Source records
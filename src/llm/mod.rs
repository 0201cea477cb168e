//! Generative language service integration
//!
//! This module provides the client side of the single remote call the
//! application makes.
//!
//! - **models**: Request and response envelopes of the generate endpoint
//! - **client**: The `GenerativeService` seam and its HTTP implementation
//!
//! # Usage
//!
//! ```rust,ignore
//! use genai::config::ServiceConfig;
//! use genai::llm::{GeminiClient, GenerativeService};
//!
//! let client = GeminiClient::new(ServiceConfig::new(api_key))?;
//! let text = client.generate("Write a haiku about rust").await?;
//! ```

pub mod client;
pub mod models;

pub use client::{GeminiClient, GenerativeService};
pub use models::{Candidate, Content, GenerateRequest, GenerateResponse, Part, UsageMetadata};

What you are asked to do
Write the material out exactly, with nothing left out.

Answer box
filename src/llm/mod.rs
repository 0201cea477cb168e
//! Generative language service integration
//!
//! This module provides the client side of the single remote call the
//! application makes.
//!
//! - **models**: Request and response envelopes of the generate endpoint
//! - **client**: The `GenerativeService` seam and its HTTP implementation
//!
//! # Usage
//!
//! ```rust,ignore
//! use genai::config::ServiceConfig;
//! use genai::llm::{GeminiClient, GenerativeService};
//!
//! let client = GeminiClient::new(ServiceConfig::new(api_key))?;
//! let text = client.generate("Write a haiku about rust").await?;
//! ```

pub mod client;
pub mod models;

pub use client::{GeminiClient, GenerativeService};
pub use models::{Candidate, Content, GenerateRequest, GenerateResponse, Part, UsageMetadata};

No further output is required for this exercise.